(Data records)
---

#[test]
fn test_dh_chip_authentication() {
    let card = make_card();
    let ca = ChipAuthentication::new(&card);
    let mut session = CaSession::new();
    let compressed = Sha1::digest(TERMINAL_DH_PUBLIC_KEY);
    let mut state = terminal_authenticated(&compressed);

    let result = ca.process(&mut session, &state.sec_status, &set_at(oids::CA_DH_AES_CBC_CMAC_128, Some(&[0x05][..])));
    assert_eq!(result.apply(&mut state).to_bytes(), hex!("90 00"));

    let result = ca.general_authenticate_with_nonce(
        &mut session,
        &state.sec_status,
        &general_authenticate_data(&TERMINAL_DH_PUBLIC_KEY),
        &NONCE,
    );
    let response = result.apply(&mut state);
    assert_eq!(response.status.to_word(), 0x9000);

    let k_enc = terminal_kdf_128(&DH_SHARED_SECRET, &NONCE, 1);
    let k_mac = terminal_kdf_128(&DH_SHARED_SECRET, &NONCE, 2);
    let sm = state.secure_messaging.as_ref().expect("secure messaging installed");
    assert_eq!(sm.encryption_key(), k_enc.as_slice());
    assert_eq!(sm.mac_key(), k_mac.as_slice());

    let response_data = Tlv::parse(&response.data).unwrap();
    let expected_token = terminal_token(oids::CA_DH_AES_CBC_CMAC_128, Tag::CONTEXT_84, &TERMINAL_DH_PUBLIC_KEY, &k_mac);
    assert_eq!(response_data.find(&[Tag::CONTEXT_82]).unwrap().value(), Some(expected_token.as_slice()));
}


#[test]
fn test_random_nonce() {
    let card = make_card();
    let ca = ChipAuthentication::new(&card);
    let mut session = CaSession::new();
    let mut state = terminal_authenticated(&TERMINAL_EC_PUBLIC_KEY[1..33]);

    ca.process(&mut session, &state.sec_status, &set_at(oids::CA_ECDH_AES_CBC_CMAC_128, None))
        .apply(&mut state);
    let response = ca.process(&mut session, &state.sec_status, &general_authenticate(&TERMINAL_EC_PUBLIC_KEY))
        .apply(&mut state);
    assert_eq!(response.status.to_word(), 0x9000);

    let response_data = Tlv::parse(&response.data).unwrap();
    let nonce = response_data.find(&[Tag::CONTEXT_81]).unwrap().value().unwrap();
    assert_eq!(nonce.len(), NONCE_LENGTH);
    let k_mac = terminal_kdf_128(&EC_SHARED_SECRET, nonce, 2);
    assert_eq!(state.secure_messaging.as_ref().unwrap().mac_key(), k_mac.as_slice());
}


#[test]
fn test_binding_failures() {
    let card = make_card();
    let ca = ChipAuthentication::new(&card);

    let run = |state: &CardState, public_key: &[u8]| {
        let mut session = CaSession::new();
        let set_at_result = ca.process(&mut session, &state.sec_status, &set_at(oids::CA_ECDH_AES_CBC_CMAC_128, Some(&[0x01][..])));
        assert!(set_at_result.is_success());
        let result = ca.general_authenticate_with_nonce(&mut session, &state.sec_status, &general_authenticate_data(public_key), &NONCE);
        assert!(result.completes_protocol());
        assert!(result.secure_messaging().is_none());
        assert!(!result.effects.iter().any(|e| matches!(e, ProtocolEffect::UpdateSecStatus { .. })));
        // the session remains as before the failing command
        assert!(!session.is_authenticated());
        assert!(session.template().is_some());
        result.response.to_bytes()
    };

    // no Terminal Authentication
    assert_eq!(run(&CardState::default(), &TERMINAL_EC_PUBLIC_KEY), hex!("69 82"));

    // Terminal Authentication with a different key
    let mut other_key = TERMINAL_EC_PUBLIC_KEY[1..33].to_vec();
    other_key[31] ^= 0x01;
    assert_eq!(run(&terminal_authenticated(&other_key), &TERMINAL_EC_PUBLIC_KEY), hex!("69 84"));

    // a point that is not on the curve
    let mut off_curve = TERMINAL_EC_PUBLIC_KEY;
    off_curve[64] ^= 0x01;
    assert_eq!(run(&terminal_authenticated(&TERMINAL_EC_PUBLIC_KEY[1..33]), &off_curve), hex!("6A 80"));

    // a compressed point
    assert_eq!(run(&terminal_authenticated(&TERMINAL_EC_PUBLIC_KEY[1..33]), &TERMINAL_EC_PUBLIC_KEY[0..33]), hex!("6A 80"));
}


#[test]
fn test_global_terminal_authentication_does_not_bind() {
    let card = make_card();
    let ca = ChipAuthentication::new(&card);
    let mut sec_status = SecStatus::new();
    sec_status.publish(SecContext::Global, SecMechanism::TerminalAuthentication {
        compressed_ephemeral_public_key: TERMINAL_EC_PUBLIC_KEY[1..33].to_vec(),
    });
    let mut state = CardState::new(sec_status);
    let mut session = CaSession::new();

    ca.process(&mut session, &state.sec_status, &set_at(oids::CA_ECDH_AES_CBC_CMAC_128, Some(&[0x01][..])))
        .apply(&mut state);
    let result = ca.general_authenticate_with_nonce(&mut session, &state.sec_status, &general_authenticate_data(&TERMINAL_EC_PUBLIC_KEY), &NONCE);

    // only a record for the current application counts
    assert!(matches!(result.effects.as_slice(), [ProtocolEffect::ProtocolCompleted]));
    let response = result.apply(&mut state);
    assert_eq!(response.to_bytes(), hex!("69 82"));
    assert!(state.secure_messaging.is_none());
    assert!(state.sec_status.find_mechanism(SecContext::Application, MechanismKind::ChipAuthentication).is_none());
    assert!(!session.is_authenticated());
}
//! Key Derivation Function for session keys.


use digest::Digest;
use sha1::Sha1;
use sha2::Sha256;
use zeroize::Zeroizing;


/// Counter value when deriving an encryption key.
pub const ENCRYPTION_COUNTER: u32 = 1;

/// Counter value when deriving a MAC key.
pub const MAC_COUNTER: u32 = 2;


/// The key derivation function for a given symmetric key length.
///
/// The KDF is equivalent to:
/// ```plain
/// keydata = hash(secret || nonce || counter)[0..key_length]
/// ```
/// where `counter` is a 32-bit big-endian integer and `hash` is SHA-1 for key lengths up to 16
/// bytes (3DES, AES-128) and SHA-256 otherwise (AES-192, AES-256).
#[derive(Clone, Copy, Debug, Eq, Hash, Ord, PartialEq, PartialOrd)]
pub struct Kdf {
    key_length: usize,
}
impl Kdf {
    /// Creates a key derivation function for keys of the given length in bytes.
    ///
    /// Returns `None` if the key length is zero or exceeds the output of SHA-256.
    pub fn new(key_length: usize) -> Option<Self> {
        if key_length == 0 || key_length > 32 {
            None
        } else {
            Some(Self { key_length })
        }
    }

    pub fn key_length(&self) -> usize { self.key_length }

    /// The key derivation function itself.
    pub fn derive(&self, secret: &[u8], nonce: &[u8], counter: u32) -> Zeroizing<Vec<u8>> {
        let digest = if self.key_length <= 16 {
            let mut hasher = Sha1::new();
            hasher.update(secret);
            hasher.update(nonce);
            hasher.update(counter.to_be_bytes());
            Zeroizing::new(hasher.finalize().to_vec())
        } else {
            let mut hasher = Sha256::new();
            hasher.update(secret);
            hasher.update(nonce);
            hasher.update(counter.to_be_bytes());
            Zeroizing::new(hasher.finalize().to_vec())
        };
        Zeroizing::new(digest[0..self.key_length].to_vec())
    }

    /// The key derivation function for encryption purposes.
    pub fn derive_encryption_key(&self, secret: &[u8], nonce: &[u8]) -> Zeroizing<Vec<u8>> {
        self.derive(secret, nonce, ENCRYPTION_COUNTER)
    }

    /// The key derivation function for message authentication purposes.
    pub fn derive_mac_key(&self, secret: &[u8], nonce: &[u8]) -> Zeroizing<Vec<u8>> {
        self.derive(secret, nonce, MAC_COUNTER)
    }
}
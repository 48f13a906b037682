//! The authentication token with which the chip proves knowledge of the session keys.


use zeroize::Zeroizing;

use crate::ca::{CaOid, ProcessingError};
use crate::crypt::{DomainParameters, PublicKey};
use crate::tlv::{Tag, Tlv};


/// Length of the authentication token in bytes.
pub const TOKEN_LENGTH: usize = 8;


/// Builds the input to the authentication token: the terminal's ephemeral public key as a public
/// key template.
///
/// ```plain
/// 7F49 LL
///     06 LL protocol_oid
///     86 LL ec_point   (or 84 LL dh_public_value)
/// ```
pub fn token_input(ca_oid: &CaOid, domain_parameters: &DomainParameters, public_key: &PublicKey) -> Result<Vec<u8>, ProcessingError> {
    let template = Tlv::constructed(Tag::PUBLIC_KEY, vec![
        Tlv::primitive(Tag::OID, ca_oid.oid().as_bytes())?,
        domain_parameters.public_key_data_object(public_key)?,
    ])?;
    Ok(template.to_bytes())
}


/// Calculates the authentication token over the terminal's ephemeral public key using the session
/// MAC key.
pub fn authentication_token(
    ca_oid: &CaOid,
    domain_parameters: &DomainParameters,
    public_key: &PublicKey,
    k_session_mac: &[u8],
) -> Result<Zeroizing<Vec<u8>>, ProcessingError> {
    let input = token_input(ca_oid, domain_parameters, public_key)?;
    let mut mac = ca_oid.cipher_suite().cipher_and_mac()
        .mac_data(&input, k_session_mac)
        .map_err(|_| ProcessingError::UnsupportedOperation("token MAC calculation failed"))?;
    mac.truncate(TOKEN_LENGTH);
    Ok(mac)
}


#[cfg(test)]
mod tests {
    use super::*;
    use hex_literal::hex;
    use crate::crypt::cipher_mac::CipherSuite;
    use crate::crypt::elliptic::curves::get_brainpool_p256r1;
    use crate::oid::Oid;
    use crate::oids;

    fn terminal_key() -> (DomainParameters, PublicKey) {
        let params = DomainParameters::PrimeWeierstrassEllipticDiffieHellman(get_brainpool_p256r1());
        let public_key = params.reconstruct_public_key(&hex!("
            04
            7ACF3EFC 982EC455 65A4B155 129EFBC7 4650DCBF A6362D89 6FC70262 E0C2CC5E
            544552DC B6725218 799115B5 5C9BAA6D 9F6BC3A9 618E70C2 5AF71777 A9C4922D
        ")).unwrap();
        (params, public_key)
    }

    #[test]
    fn test_token_input_layout() {
        let (params, public_key) = terminal_key();
        let ca_oid = CaOid::try_from(Oid::from_arcs(oids::CA_ECDH_AES_CBC_CMAC_128)).unwrap();
        let input = token_input(&ca_oid, &params, &public_key).unwrap();

        // 7F49 (2) + length (1) + OID (2 + 10) + point (2 + 65)
        assert_eq!(input.len(), 3 + 12 + 67);
        assert_eq!(&input[0..3], &hex!("7F 49 4F"));
        assert_eq!(&input[3..15], &hex!("06 0A 04 00 7F 00 07 02 02 03 02 02"));
        assert_eq!(&input[15..18], &hex!("86 41 04"));
    }

    #[test]
    fn test_token_matches_suite_mac() {
        let (params, public_key) = terminal_key();
        for (arcs, suite) in [
            (oids::CA_ECDH_3DES_CBC_CBC, CipherSuite::TripleDesCbcCbc),
            (oids::CA_ECDH_AES_CBC_CMAC_256, CipherSuite::AesCbcCmac256),
        ] {
            let ca_oid = CaOid::try_from(Oid::from_arcs(arcs)).unwrap();
            let key = vec![0x5A; suite.key_length()];
            let token = authentication_token(&ca_oid, &params, &public_key, &key).unwrap();
            assert_eq!(token.len(), TOKEN_LENGTH);

            let input = token_input(&ca_oid, &params, &public_key).unwrap();
            let expected = suite.cipher_and_mac().mac_data(&input, &key).unwrap();
            assert_eq!(token.as_slice(), &expected[..TOKEN_LENGTH]);
        }
    }

    #[test]
    fn test_wrong_key_length() {
        let (params, public_key) = terminal_key();
        let ca_oid = CaOid::try_from(Oid::from_arcs(oids::CA_ECDH_AES_CBC_CMAC_128)).unwrap();
        assert!(matches!(
            authentication_token(&ca_oid, &params, &public_key, &[0x00; 5]),
            Err(ProcessingError::UnsupportedOperation(_)),
        ));
    }
}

---

**TASK STATEMENT:** Among the lines above, find the ones containing "purposes" and copy them.

**EXERCISE ANSWER:**
    /// The key derivation function for encryption purposes.
    /// The key derivation function for message authentication purposes.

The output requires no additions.